Assignment: In the records, find each line where "IndexDefn" occurs, and copy it.

Input records:
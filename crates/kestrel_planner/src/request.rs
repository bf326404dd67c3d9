//! Wire-level scan requests and their translation into a canonical plan.
//!
//! Five request shapes arrive from the wire as one tagged enum; planning
//! produces a [`ScanRequest`] carrying an ordered list of non-overlapping
//! storage scans plus projection, group-aggregate and explode/decode
//! planning, consumed uniformly by execution.

use kestrel_common::config::CoreConfig;
use kestrel_common::consistency::Consistency;
use kestrel_common::error::ScanError;
use kestrel_common::timestamp::TsVector;
use kestrel_common::types::{IndexDefn, IndexInstance, IndexState, InstanceId, KeyspaceId, PartitionId};
use kestrel_common::KestrelResult;

use crate::groupaggr::GroupAggr;
use crate::key::{IndexKey, Inclusion};
use crate::plan::Scan;

/// Request types accepted on the scan surface. `FastCount` is generated
/// internally by the planner rewrite, never by clients.
#[derive(Debug, Clone, Copy, PartialEq, Eq)]
pub enum ScanReqType {
    Helo,
    Stats,
    Count,
    Scan,
    ScanAll,
    MultiScanCount,
    FastCount,
}

/// Single range over one key position, as sent on the wire.
#[derive(Debug, Clone, Default)]
pub struct WireFilter {
    pub low: Option<Vec<u8>>,
    pub high: Option<Vec<u8>>,
    pub inclusion: Inclusion,
}

/// One scan of a composite index: either an equality prefix or a list of
/// per-position filters.
#[derive(Debug, Clone, Default)]
pub struct WireScan {
    pub equals: Vec<Vec<u8>>,
    pub filters: Vec<WireFilter>,
}

/// Legacy single-range span.
#[derive(Debug, Clone, Default)]
pub struct WireSpan {
    pub low: Option<Vec<u8>>,
    pub high: Option<Vec<u8>>,
    pub equals: Vec<Vec<u8>>,
    pub inclusion: Inclusion,
}

/// Which entry-key positions the scan should emit.
#[derive(Debug, Clone, Default)]
pub struct WireProjection {
    pub entry_keys: Vec<i64>,
    pub primary_key: bool,
}

/// Explicit consistency vector accompanying query-consistency scans.
#[derive(Debug, Clone, Default)]
pub struct WireTsVector {
    pub vbnos: Vec<u16>,
    pub seqnos: Vec<u64>,
    pub vbuuids: Vec<u64>,
}

#[derive(Debug, Clone, Default)]
pub struct WireGroupKey {
    pub entry_key_id: i32,
    /// `>= 0` means use the key at this position; otherwise `expr` applies.
    pub key_pos: i32,
    pub expr: String,
}

#[derive(Debug, Clone, Default)]
pub struct WireAggregate {
    /// Aggregate function code; see [`crate::groupaggr::AggrFunc`].
    pub aggr_func: u32,
    pub entry_key_id: i32,
    pub key_pos: i32,
    pub expr: String,
    pub distinct: bool,
}

#[derive(Debug, Clone, Default)]
pub struct WireGroupAggr {
    pub name: String,
    pub group_keys: Vec<WireGroupKey>,
    pub aggrs: Vec<WireAggregate>,
    pub depends_on_index_keys: Vec<i32>,
    pub index_key_names: Vec<String>,
    pub allow_partial_aggr: bool,
    pub one_per_primary_key: bool,
}

/// The five wire request shapes.
#[derive(Debug, Clone)]
pub enum WireRequest {
    Helo,
    Statistics {
        defn_id: u64,
        span: WireSpan,
    },
    Count {
        defn_id: u64,
        partition_ids: Vec<PartitionId>,
        cons: Consistency,
        vector: Option<WireTsVector>,
        span: WireSpan,
        scans: Vec<WireScan>,
        distinct: bool,
    },
    Scan {
        defn_id: u64,
        partition_ids: Vec<PartitionId>,
        cons: Consistency,
        vector: Option<WireTsVector>,
        span: WireSpan,
        scans: Vec<WireScan>,
        projection: Option<WireProjection>,
        group_aggr: Option<WireGroupAggr>,
        limit: i64,
        offset: i64,
        reverse: bool,
        sorted: bool,
        distinct: bool,
    },
    ScanAll {
        defn_id: u64,
        partition_ids: Vec<PartitionId>,
        cons: Consistency,
        vector: Option<WireTsVector>,
        limit: i64,
    },
}

/// Resolved projection.
#[derive(Debug, Clone, Default, PartialEq, Eq)]
pub struct Projection {
    pub project_sec_keys: bool,
    pub projection_keys: Vec<bool>,
    pub entry_keys_empty: bool,
    pub project_group_keys: Vec<ProjGroup>,
}

#[derive(Debug, Clone, Copy, PartialEq, Eq)]
pub struct ProjGroup {
    pub pos: usize,
    pub grp_key: bool,
}

/// Canonical, planned scan request.
#[derive(Debug, Clone)]
pub struct ScanRequest {
    pub scan_type: ScanReqType,
    pub defn_id: u64,
    pub inst_id: InstanceId,
    pub index_name: String,
    pub keyspace: KeyspaceId,
    pub partition_ids: Vec<PartitionId>,
    pub cons: Consistency,
    pub ts: Option<TsVector>,

    pub is_primary: bool,
    pub(crate) defn: IndexDefn,

    // Legacy single-range fields.
    pub low: IndexKey,
    pub high: IndexKey,
    pub keys: Vec<IndexKey>,
    pub incl: Inclusion,

    /// Ordered, non-overlapping storage scans.
    pub scans: Vec<Scan>,
    pub projection: Option<Projection>,
    pub group_aggr: Option<GroupAggr>,

    pub limit: i64,
    pub offset: i64,
    pub reverse: bool,
    pub sorted: bool,
    pub distinct: bool,
    pub project_primary_key: bool,

    pub explode_positions: Vec<bool>,
    pub decode_positions: Vec<bool>,
    pub explode_upto: i32,
}

impl ScanRequest {
    /// Plan a wire request against an index instance.
    ///
    /// `session_ts` carries the upstream's current sequence numbers, fetched
    /// by the dispatcher at request arrival; it is required for session
    /// consistency.
    pub fn new(
        wire: WireRequest,
        inst: &IndexInstance,
        config: &CoreConfig,
        session_ts: Option<TsVector>,
    ) -> KestrelResult<ScanRequest> {
        let mut r = ScanRequest::empty(inst);

        match wire {
            WireRequest::Helo => {
                r.scan_type = ScanReqType::Helo;
            }
            WireRequest::Statistics { defn_id, span } => {
                r.scan_type = ScanReqType::Stats;
                r.defn_id = defn_id;
                r.sorted = true;
                r.incl = span.inclusion;
                r.check_ready(inst)?;
                r.fill_ranges(&span)?;
                r.fill_scans(&[])?;
            }
            WireRequest::Count {
                defn_id,
                partition_ids,
                cons,
                vector,
                span,
                scans,
                distinct,
            } => {
                r.scan_type = ScanReqType::Count;
                r.defn_id = defn_id;
                r.partition_ids = partition_ids;
                r.sorted = true;
                r.incl = span.inclusion;
                r.check_ready(inst)?;
                r.set_consistency(cons, vector, config, session_ts)?;
                r.fill_ranges(&span)?;
                if scans.is_empty() {
                    r.fill_scans(&[])?;
                } else {
                    r.fill_scans(&scans)?;
                    r.scan_type = ScanReqType::MultiScanCount;
                    r.distinct = distinct;
                }
            }
            WireRequest::Scan {
                defn_id,
                partition_ids,
                cons,
                vector,
                span,
                scans,
                projection,
                group_aggr,
                limit,
                offset,
                reverse,
                sorted,
                distinct,
            } => {
                r.scan_type = ScanReqType::Scan;
                r.defn_id = defn_id;
                r.partition_ids = partition_ids;
                r.incl = span.inclusion;
                r.limit = limit;
                r.offset = offset;
                r.reverse = reverse;
                r.sorted = sorted;
                r.check_ready(inst)?;
                r.set_consistency(cons, vector, config, session_ts)?;

                match &projection {
                    Some(proj) if group_aggr.is_none() => {
                        r.projection =
                            Some(validate_index_projection(proj, r.defn.sec_exprs.len())?);
                        r.project_primary_key = proj.primary_key;
                    }
                    Some(proj) => {
                        r.projection = Some(validate_index_projection_group_aggr(
                            proj,
                            group_aggr.as_ref().unwrap(),
                        )?);
                        r.project_primary_key = false;
                    }
                    None => {
                        r.distinct = distinct;
                    }
                }

                r.fill_ranges(&span)?;
                r.fill_scans(&scans)?;
                r.fill_group_aggr(group_aggr.as_ref(), &scans, config)?;
                r.set_explode_positions();
            }
            WireRequest::ScanAll {
                defn_id,
                partition_ids,
                cons,
                vector,
                limit,
            } => {
                r.scan_type = ScanReqType::ScanAll;
                r.defn_id = defn_id;
                r.partition_ids = partition_ids;
                r.limit = limit;
                r.sorted = true;
                r.scans = vec![Scan::scan_all()];
                r.check_ready(inst)?;
                r.set_consistency(cons, vector, config, session_ts)?;
            }
        }

        Ok(r)
    }

    fn empty(inst: &IndexInstance) -> ScanRequest {
        let nkeys = inst.defn.sec_exprs.len();
        ScanRequest {
            scan_type: ScanReqType::Helo,
            defn_id: inst.defn.defn_id.0,
            inst_id: inst.inst_id,
            index_name: inst.defn.name.clone(),
            keyspace: inst.defn.keyspace.clone(),
            partition_ids: Vec::new(),
            cons: Consistency::Any,
            ts: None,
            is_primary: inst.defn.is_primary,
            defn: inst.defn.clone(),
            low: IndexKey::Min,
            high: IndexKey::Max,
            keys: Vec::new(),
            incl: Inclusion::Neither,
            scans: Vec::new(),
            projection: None,
            group_aggr: None,
            limit: 0,
            offset: 0,
            reverse: false,
            sorted: false,
            distinct: false,
            project_primary_key: true,
            explode_positions: vec![false; nkeys],
            decode_positions: vec![false; nkeys],
            explode_upto: -1,
        }
    }

    fn check_ready(&self, inst: &IndexInstance) -> KestrelResult<()> {
        match inst.state {
            IndexState::Active => Ok(()),
            IndexState::Deleted => Err(ScanError::IndexNotFound(inst.inst_id).into()),
            _ => Err(ScanError::IndexNotReady(inst.inst_id).into()),
        }
    }

    fn set_consistency(
        &mut self,
        cons: Consistency,
        vector: Option<WireTsVector>,
        config: &CoreConfig,
        session_ts: Option<TsVector>,
    ) -> KestrelResult<()> {
        self.cons = cons;
        match cons {
            Consistency::Query => {
                if let Some(vector) = vector {
                    let mut ts = TsVector::new(self.keyspace.clone(), config.num_vbuckets);
                    for (i, vbno) in vector.vbnos.iter().enumerate() {
                        let vb = *vbno as usize;
                        if vb >= ts.seqnos.len() {
                            return Err(ScanError::InvalidRequest(format!(
                                "consistency vector vb {vb} out of range"
                            ))
                            .into());
                        }
                        ts.seqnos[vb] = vector.seqnos.get(i).copied().unwrap_or(0);
                        ts.vbuuids[vb] = vector.vbuuids.get(i).copied().unwrap_or(0);
                    }
                    self.ts = Some(ts);
                }
                // A missing vector degrades to any-consistency semantics.
                Ok(())
            }
            Consistency::Session => match session_ts {
                Some(ts) => {
                    self.ts = Some(ts);
                    Ok(())
                }
                None => Err(ScanError::InvalidRequest(
                    "session consistency requires current upstream seqnos".into(),
                )
                .into()),
            },
            Consistency::Any | Consistency::Absolute => Ok(()),
        }
    }

    pub(crate) fn is_nil_key(&self, k: &Option<Vec<u8>>) -> bool {
        match k {
            None => true,
            Some(b) => b.is_empty() || (!self.is_primary && b.as_slice() == b"[]"),
        }
    }

    pub(crate) fn new_key(&self, k: &[u8]) -> KestrelResult<IndexKey> {
        if self.is_primary {
            Ok(IndexKey::Key(k.to_vec()))
        } else {
            // Secondary keys arrive as a single encoded element.
            Ok(IndexKey::Key(k.to_vec()))
        }
    }

    pub(crate) fn new_low_key(&self, k: &Option<Vec<u8>>) -> KestrelResult<IndexKey> {
        if self.is_nil_key(k) {
            return Ok(IndexKey::Min);
        }
        self.new_key(k.as_deref().unwrap_or_default())
    }

    pub(crate) fn new_high_key(&self, k: &Option<Vec<u8>>) -> KestrelResult<IndexKey> {
        if self.is_nil_key(k) {
            return Ok(IndexKey::Max);
        }
        self.new_key(k.as_deref().unwrap_or_default())
    }

    fn fill_ranges(&mut self, span: &WireSpan) -> KestrelResult<()> {
        self.low = self.new_low_key(&span.low)?;
        self.high = self.new_high_key(&span.high)?;
        for k in &span.equals {
            let key = self.new_key(k)?;
            self.keys.push(key);
        }
        Ok(())
    }
}

pub(crate) fn validate_index_projection(
    projection: &WireProjection,
    cklen: usize,
) -> KestrelResult<Projection> {
    if projection.entry_keys.len() > cklen {
        return Err(ScanError::InvalidRequest(format!(
            "invalid number of entry keys {} in projection",
            projection.entry_keys.len()
        ))
        .into());
    }

    let mut projection_keys = vec![false; cklen];
    for &position in &projection.entry_keys {
        if position < 0 || position as usize >= cklen {
            return Err(ScanError::InvalidRequest(format!(
                "invalid entry key {position} in projection"
            ))
            .into());
        }
        projection_keys[position as usize] = true;
    }

    let project_all = projection_keys.iter().all(|p| *p);
    Ok(Projection {
        project_sec_keys: !project_all,
        projection_keys,
        entry_keys_empty: projection.entry_keys.is_empty(),
        project_group_keys: Vec::new(),
    })
}

pub(crate) fn validate_index_projection_group_aggr(
    projection: &WireProjection,
    ga: &WireGroupAggr,
) -> KestrelResult<Projection> {
    if projection.entry_keys.is_empty() {
        return Err(
            ScanError::InvalidRequest("grouping without projection is not supported".into()).into(),
        );
    }

    let mut proj_grp = Vec::with_capacity(projection.entry_keys.len());
    for &entry_id in &projection.entry_keys {
        let group_pos = ga
            .group_keys
            .iter()
            .position(|g| entry_id == g.entry_key_id as i64);
        if let Some(pos) = group_pos {
            proj_grp.push(ProjGroup { pos, grp_key: true });
            continue;
        }
        let aggr_pos = ga
            .aggrs
            .iter()
            .position(|a| entry_id == a.entry_key_id as i64);
        match aggr_pos {
            Some(pos) => proj_grp.push(ProjGroup {
                pos,
                grp_key: false,
            }),
            None => {
                return Err(ScanError::InvalidRequest(format!(
                    "projection entry {entry_id} not found in any group or aggregate"
                ))
                .into())
            }
        }
    }

    Ok(Projection {
        project_sec_keys: true,
        projection_keys: Vec::new(),
        entry_keys_empty: false,
        project_group_keys: proj_grp,
    })
}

Expected answer:
use kestrel_common::types::{IndexDefn, IndexInstance, IndexState, InstanceId, KeyspaceId, PartitionId};
    pub(crate) defn: IndexDefn,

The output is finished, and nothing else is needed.